[Stored data entries]
#####

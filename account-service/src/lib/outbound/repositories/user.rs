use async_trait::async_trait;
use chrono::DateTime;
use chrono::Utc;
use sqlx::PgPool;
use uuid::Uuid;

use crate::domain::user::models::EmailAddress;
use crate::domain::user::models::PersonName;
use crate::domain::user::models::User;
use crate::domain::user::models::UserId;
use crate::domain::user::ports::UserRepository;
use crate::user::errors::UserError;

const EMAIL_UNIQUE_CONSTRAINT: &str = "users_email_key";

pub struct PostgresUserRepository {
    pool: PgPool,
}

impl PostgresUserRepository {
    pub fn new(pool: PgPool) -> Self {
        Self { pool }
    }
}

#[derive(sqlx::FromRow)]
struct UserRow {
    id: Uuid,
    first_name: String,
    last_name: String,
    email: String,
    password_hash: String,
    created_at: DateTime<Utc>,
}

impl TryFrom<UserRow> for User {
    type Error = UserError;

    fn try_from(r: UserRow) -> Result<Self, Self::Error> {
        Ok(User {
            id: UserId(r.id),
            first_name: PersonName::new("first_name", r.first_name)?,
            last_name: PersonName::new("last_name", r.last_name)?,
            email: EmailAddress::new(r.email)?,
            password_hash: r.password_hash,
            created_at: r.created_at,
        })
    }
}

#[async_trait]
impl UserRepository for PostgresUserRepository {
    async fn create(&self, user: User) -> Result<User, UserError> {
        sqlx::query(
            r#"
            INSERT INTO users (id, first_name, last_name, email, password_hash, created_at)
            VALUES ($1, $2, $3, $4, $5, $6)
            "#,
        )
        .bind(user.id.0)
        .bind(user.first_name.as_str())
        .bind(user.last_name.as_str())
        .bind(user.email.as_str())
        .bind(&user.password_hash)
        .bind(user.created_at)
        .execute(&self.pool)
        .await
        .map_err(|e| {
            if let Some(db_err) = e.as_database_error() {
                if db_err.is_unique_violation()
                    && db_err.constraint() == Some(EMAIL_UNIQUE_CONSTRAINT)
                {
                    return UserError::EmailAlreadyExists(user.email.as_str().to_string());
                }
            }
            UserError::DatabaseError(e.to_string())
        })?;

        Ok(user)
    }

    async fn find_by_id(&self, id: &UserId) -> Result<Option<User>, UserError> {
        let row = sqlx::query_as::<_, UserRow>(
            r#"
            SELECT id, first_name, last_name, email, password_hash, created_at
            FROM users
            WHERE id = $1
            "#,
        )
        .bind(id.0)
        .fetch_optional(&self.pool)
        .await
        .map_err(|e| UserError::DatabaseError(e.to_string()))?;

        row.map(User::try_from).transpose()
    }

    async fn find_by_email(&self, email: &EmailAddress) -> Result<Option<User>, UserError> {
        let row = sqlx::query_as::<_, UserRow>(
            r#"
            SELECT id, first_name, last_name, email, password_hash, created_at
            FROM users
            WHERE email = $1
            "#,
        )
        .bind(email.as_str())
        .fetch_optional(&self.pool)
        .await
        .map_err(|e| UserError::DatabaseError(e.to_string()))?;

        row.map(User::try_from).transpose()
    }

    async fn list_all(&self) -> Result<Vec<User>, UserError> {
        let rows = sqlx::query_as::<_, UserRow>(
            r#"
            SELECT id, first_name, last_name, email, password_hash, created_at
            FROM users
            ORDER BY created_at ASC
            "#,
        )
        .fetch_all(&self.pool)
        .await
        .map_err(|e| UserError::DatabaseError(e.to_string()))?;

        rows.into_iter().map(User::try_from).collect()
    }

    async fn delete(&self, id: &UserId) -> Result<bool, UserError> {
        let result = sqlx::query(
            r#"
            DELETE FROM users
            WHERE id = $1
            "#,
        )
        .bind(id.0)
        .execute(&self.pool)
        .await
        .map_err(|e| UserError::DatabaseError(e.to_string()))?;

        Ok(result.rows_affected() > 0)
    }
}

#####

### Task brief
Make a copy of each line in the records that has the word "sqlx".

### Reply to the task
use sqlx::PgPool;
#[derive(sqlx::FromRow)]
        sqlx::query(
        let row = sqlx::query_as::<_, UserRow>(
        let row = sqlx::query_as::<_, UserRow>(
        let rows = sqlx::query_as::<_, UserRow>(
        let result = sqlx::query(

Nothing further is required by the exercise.